Using the results of the qualitative work, we developed a DCE for HIV testing. In two pilot studies and iterative pre-tests, we narrowed the number of HIV testing features evaluated in the DCE to five characteristics: distance to testing, confidentiality, testing days (weekday vs. weekend), method for obtaining the sample for testing (blood from finger or arm, oral swab), and availability of HIV medications at the testing site. The DCE was programmed into iPads and administered to 486 community members enrolled using cluster-randomization and Expanded Programme on Immunization (EPI) sampling methods.

Mixed logit analyses of DCE choice data identified distance to testing as the most important attribute to participants, followed by confidentiality and the method for obtaining the sample for the HIV test. In "Heterogeneous HIV testing preferences in an urban setting in Tanzania: Results from a Discrete Choice Experiment", published in PLoS ONE, we highlighted significant variation in preferences among participants, and the potential benefits of tailoring HIV testing interventions to match the preferences of specific sub-populations.

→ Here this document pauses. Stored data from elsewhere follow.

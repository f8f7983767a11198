use std::path::{Path, PathBuf};

use serde::{Deserialize, Serialize};

use crate::audit::{AuditPolicy, TierPolicy};
use crate::error::{CatalogError, Result};

pub const CONFIG_ENV: &str = "SKILLCAT_CONFIG";
pub const PROJECT_CONFIG_FILE: &str = "skillcat.toml";

#[derive(Debug, Clone, Default, PartialEq, Serialize, Deserialize)]
pub struct Config {
    #[serde(default)]
    pub paths: PathsConfig,
    #[serde(default)]
    pub audit: AuditConfig,
    #[serde(default)]
    pub output: OutputConfig,
}

impl Config {
    /// Load configuration layered as defaults, then file(s), then environment.
    ///
    /// An explicit path (or `SKILLCAT_CONFIG`) replaces the global and project
    /// files; it is not merged with them.
    pub fn load(explicit_path: Option<&Path>, project_root: &Path) -> Result<Self> {
        let mut config = Self::default();

        let explicit = explicit_path
            .map(PathBuf::from)
            .or_else(|| std::env::var(CONFIG_ENV).ok().map(PathBuf::from));

        if let Some(path) = explicit {
            match Self::load_patch(&path)? {
                Some(patch) => config.merge_patch(patch),
                None => {
                    return Err(CatalogError::MissingConfig(format!(
                        "config file {} does not exist",
                        path.display()
                    )));
                }
            }
        } else {
            if let Some(global) = Self::load_global() {
                config.merge_patch(global?);
            }
            if let Some(project) = Self::load_project(project_root)? {
                config.merge_patch(project);
            }
        }

        config.apply_env_overrides()?;

        Ok(config)
    }

    fn load_global() -> Option<Result<ConfigPatch>> {
        let path = dirs::config_dir()?.join("skillcat/config.toml");
        Self::load_patch(&path).transpose()
    }

    fn load_project(project_root: &Path) -> Result<Option<ConfigPatch>> {
        Self::load_patch(&project_root.join(PROJECT_CONFIG_FILE))
    }

    fn load_patch(path: &Path) -> Result<Option<ConfigPatch>> {
        if !path.exists() {
            return Ok(None);
        }

        let raw = std::fs::read_to_string(path)
            .map_err(|err| CatalogError::Config(format!("read config {}: {err}", path.display())))?;
        let patch = toml::from_str(&raw)
            .map_err(|err| CatalogError::Config(format!("parse config {}: {err}", path.display())))?;
        Ok(Some(patch))
    }

    fn merge_patch(&mut self, patch: ConfigPatch) {
        if let Some(patch) = patch.paths {
            self.paths.merge(patch);
        }
        if let Some(patch) = patch.audit {
            self.audit.merge(patch);
        }
        if let Some(patch) = patch.output {
            self.output.merge(patch);
        }
    }

    fn apply_env_overrides(&mut self) -> Result<()> {
        self.apply_overrides(|key| std::env::var(key).ok())
    }

    fn apply_overrides(&mut self, lookup: impl Fn(&str) -> Option<String>) -> Result<()> {
        let env = Env(lookup);

        if let Some(value) = env.string("SKILLCAT_SKILLS_PATH") {
            self.paths.skills = PathBuf::from(value);
        }
        if let Some(value) = env.string("SKILLCAT_UNITS_PATH") {
            self.paths.units = PathBuf::from(value);
        }
        if let Some(value) = env.string("SKILLCAT_CATALOGUE_PATH") {
            self.paths.catalogue = PathBuf::from(value);
        }
        if let Some(value) = env.string("SKILLCAT_REPORT_PATH") {
            self.paths.report = Some(PathBuf::from(value));
        }

        if let Some(value) = env.string("SKILLCAT_TIER_POLICY") {
            self.audit.tier_policy = value.parse().map_err(|err| {
                CatalogError::Config(format!("invalid SKILLCAT_TIER_POLICY value {value}: {err}"))
            })?;
        }
        if let Some(value) = env.bool("SKILLCAT_FLAG_UNMENTIONED") {
            self.audit.flag_unmentioned = value;
        }

        if let Some(value) = env.string("SKILLCAT_OUTPUT_FORMAT") {
            self.output.format = value;
        }
        if let Some(value) = env.bool("SKILLCAT_COLOR") {
            self.output.color = value;
        }

        Ok(())
    }
}

#[derive(Debug, Clone, PartialEq, Serialize, Deserialize)]
pub struct PathsConfig {
    /// Skill dataset written by `build` and read by every other command.
    #[serde(default = "default_skills_path")]
    pub skills: PathBuf,
    /// Unit roster used by `link` and `audit --units`.
    #[serde(default = "default_units_path")]
    pub units: PathBuf,
    /// Authoring catalogue read by `build`.
    #[serde(default = "default_catalogue_path")]
    pub catalogue: PathBuf,
    /// When set, `audit` also writes its text report here.
    #[serde(default)]
    pub report: Option<PathBuf>,
}

fn default_skills_path() -> PathBuf {
    PathBuf::from("data/skills.csv")
}

fn default_units_path() -> PathBuf {
    PathBuf::from("data/units.csv")
}

fn default_catalogue_path() -> PathBuf {
    PathBuf::from("data/skills.toml")
}

impl Default for PathsConfig {
    fn default() -> Self {
        Self {
            skills: default_skills_path(),
            units: default_units_path(),
            catalogue: default_catalogue_path(),
            report: None,
        }
    }
}

impl PathsConfig {
    fn merge(&mut self, patch: PathsPatch) {
        if let Some(value) = patch.skills {
            self.skills = value;
        }
        if let Some(value) = patch.units {
            self.units = value;
        }
        if let Some(value) = patch.catalogue {
            self.catalogue = value;
        }
        if let Some(value) = patch.report {
            self.report = Some(value);
        }
    }
}

#[derive(Debug, Clone, Default, PartialEq, Eq, Serialize, Deserialize)]
pub struct AuditConfig {
    #[serde(default)]
    pub tier_policy: TierPolicy,
    /// Report binding tiers whose text never states the audited quantity.
    #[serde(default)]
    pub flag_unmentioned: bool,
}

impl AuditConfig {
    fn merge(&mut self, patch: AuditPatch) {
        if let Some(value) = patch.tier_policy {
            self.tier_policy = value;
        }
        if let Some(value) = patch.flag_unmentioned {
            self.flag_unmentioned = value;
        }
    }

    pub fn policy(&self) -> AuditPolicy {
        AuditPolicy {
            tier_policy: self.tier_policy,
            flag_unmentioned: self.flag_unmentioned,
        }
    }
}

#[derive(Debug, Clone, PartialEq, Eq, Serialize, Deserialize)]
pub struct OutputConfig {
    #[serde(default = "default_format")]
    pub format: String,
    #[serde(default = "default_color")]
    pub color: bool,
}

fn default_format() -> String {
    "human".to_string()
}

fn default_color() -> bool {
    true
}

impl Default for OutputConfig {
    fn default() -> Self {
        Self {
            format: default_format(),
            color: default_color(),
        }
    }
}

impl OutputConfig {
    fn merge(&mut self, patch: OutputPatch) {
        if let Some(value) = patch.format {
            self.format = value;
        }
        if let Some(value) = patch.color {
            self.color = value;
        }
    }
}

#[derive(Debug, Clone, Default, Deserialize)]
#[serde(deny_unknown_fields)]
struct ConfigPatch {
    pub paths: Option<PathsPatch>,
    pub audit: Option<AuditPatch>,
    pub output: Option<OutputPatch>,
}

#[derive(Debug, Clone, Default, Deserialize)]
#[serde(deny_unknown_fields)]
struct PathsPatch {
    pub skills: Option<PathBuf>,
    pub units: Option<PathBuf>,
    pub catalogue: Option<PathBuf>,
    pub report: Option<PathBuf>,
}

#[derive(Debug, Clone, Default, Deserialize)]
#[serde(deny_unknown_fields)]
struct AuditPatch {
    pub tier_policy: Option<TierPolicy>,
    pub flag_unmentioned: Option<bool>,
}

#[derive(Debug, Clone, Default, Deserialize)]
#[serde(deny_unknown_fields)]
struct OutputPatch {
    pub format: Option<String>,
    pub color: Option<bool>,
}

struct Env<F>(F);

impl<F: Fn(&str) -> Option<String>> Env<F> {
    fn string(&self, key: &str) -> Option<String> {
        (self.0)(key).filter(|value| !value.trim().is_empty())
    }

    fn bool(&self, key: &str) -> Option<bool> {
        self.string(key).map(|value| {
            matches!(
                value.to_lowercase().as_str(),
                "1" | "true" | "yes" | "on"
            )
        })
    }
}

We subsequently used respondent-driven sampling methods to recruit 162 female barworkers and 194 male mountain porters and administered the same DCE survey. Seed participants were recruited from barworkers presenting for a health check-up at a municipal health center and from climbing companies and a porters union. In "One size does not fit all: HIV testing preferences differ among high-risk groups in Northern Tanzania," published in AIDS Care, we compare HIV risk characteristics and preferences of these two high risk groups to those of the randomly selected community sample.

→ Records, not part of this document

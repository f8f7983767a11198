//! skillcat build - Write the skill dataset from the authoring catalogue

use std::collections::BTreeMap;
use std::path::PathBuf;

use clap::Args;
use colored::Colorize;
use serde::Serialize;

use crate::app::AppContext;
use crate::cli::output::{HumanLayout, emit_formatted};
use crate::dataset::{read_catalogue, write_skills};
use crate::error::Result;

#[derive(Args, Debug)]
pub struct BuildArgs {
    /// Authoring catalogue to read (default: paths.catalogue)
    #[arg(long)]
    pub catalogue: Option<PathBuf>,

    /// Dataset file to write (default: paths.skills)
    #[arg(long, short)]
    pub out: Option<PathBuf>,
}

#[derive(Debug, Serialize)]
pub struct BuildSummary {
    pub catalogue: PathBuf,
    pub output: PathBuf,
    pub skills: usize,
    /// Skill count per role collection.
    pub roles: BTreeMap<String, usize>,
}

pub fn run(ctx: &AppContext, args: &BuildArgs) -> Result<()> {
    let catalogue_path = args
        .catalogue
        .clone()
        .unwrap_or_else(|| ctx.config.paths.catalogue.clone());
    let output = args
        .out
        .clone()
        .unwrap_or_else(|| ctx.skills_path().to_path_buf());

    let catalogue = read_catalogue(&catalogue_path)?;
    let roles = catalogue
        .collections
        .iter()
        .map(|(role, records)| (role.as_str().to_string(), records.len()))
        .collect();

    let mut registry = catalogue.build()?;
    let records = registry.export_all();
    write_skills(&output, &records)?;

    let summary = BuildSummary {
        catalogue: catalogue_path,
        output,
        skills: records.len(),
        roles,
    };
    emit_formatted(&summary, ctx.output_format, human, plain)
}

fn human(summary: &BuildSummary) -> String {
    let mut layout = HumanLayout::new();
    layout.title(&format!(
        "{} Built {} skill(s)",
        "✓".green(),
        summary.skills
    ));
    layout
        .kv("catalogue", &summary.catalogue.display().to_string())
        .kv("dataset", &summary.output.display().to_string());
    for (role, count) in &summary.roles {
        layout.kv(role, &count.to_string());
    }
    layout.build()
}

fn plain(summary: &BuildSummary) -> String {
    let mut lines = vec![format!(
        "built {} skill(s) from {} into {}",
        summary.skills,
        summary.catalogue.display(),
        summary.output.display()
    )];
    lines.extend(
        summary
            .roles
            .iter()
            .map(|(role, count)| format!("{role}: {count}")),
    );
    lines.join("\n")
}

Barworkers and porters exhibited significantly elevated risk profiles, and bivariate analyses of survey responses and mixed logit analyses of DCE choice data demonstrated significant variation in testing preferences between groups. On average, distance was less important to high-risk groups than to randomly selected community members. Barworkers were more reluctant to test at home and had a stronger preference for venipuncture than other female community members. Porters placed more value than other males on the availability of HIV medications at the testing site. Important

Our study demonstrated that rigorously designed and implemented DCEs can identify distinctly different sets of HIV testing preferences across and within diverse HIV risk groups in a resource-poor setting. Our R01 application seeks to help to address persistent low testing rates by identifying the stated HIV testing preferences of FBW and KMP (Aim 1), by identifying HIV testing options that are expected to better match the preferences of these populations than existing options (Aim 2), and by linking a preference-informed HIV testing intervention to actual rates of testing in the context of a pragmatic RCT (Aim 3).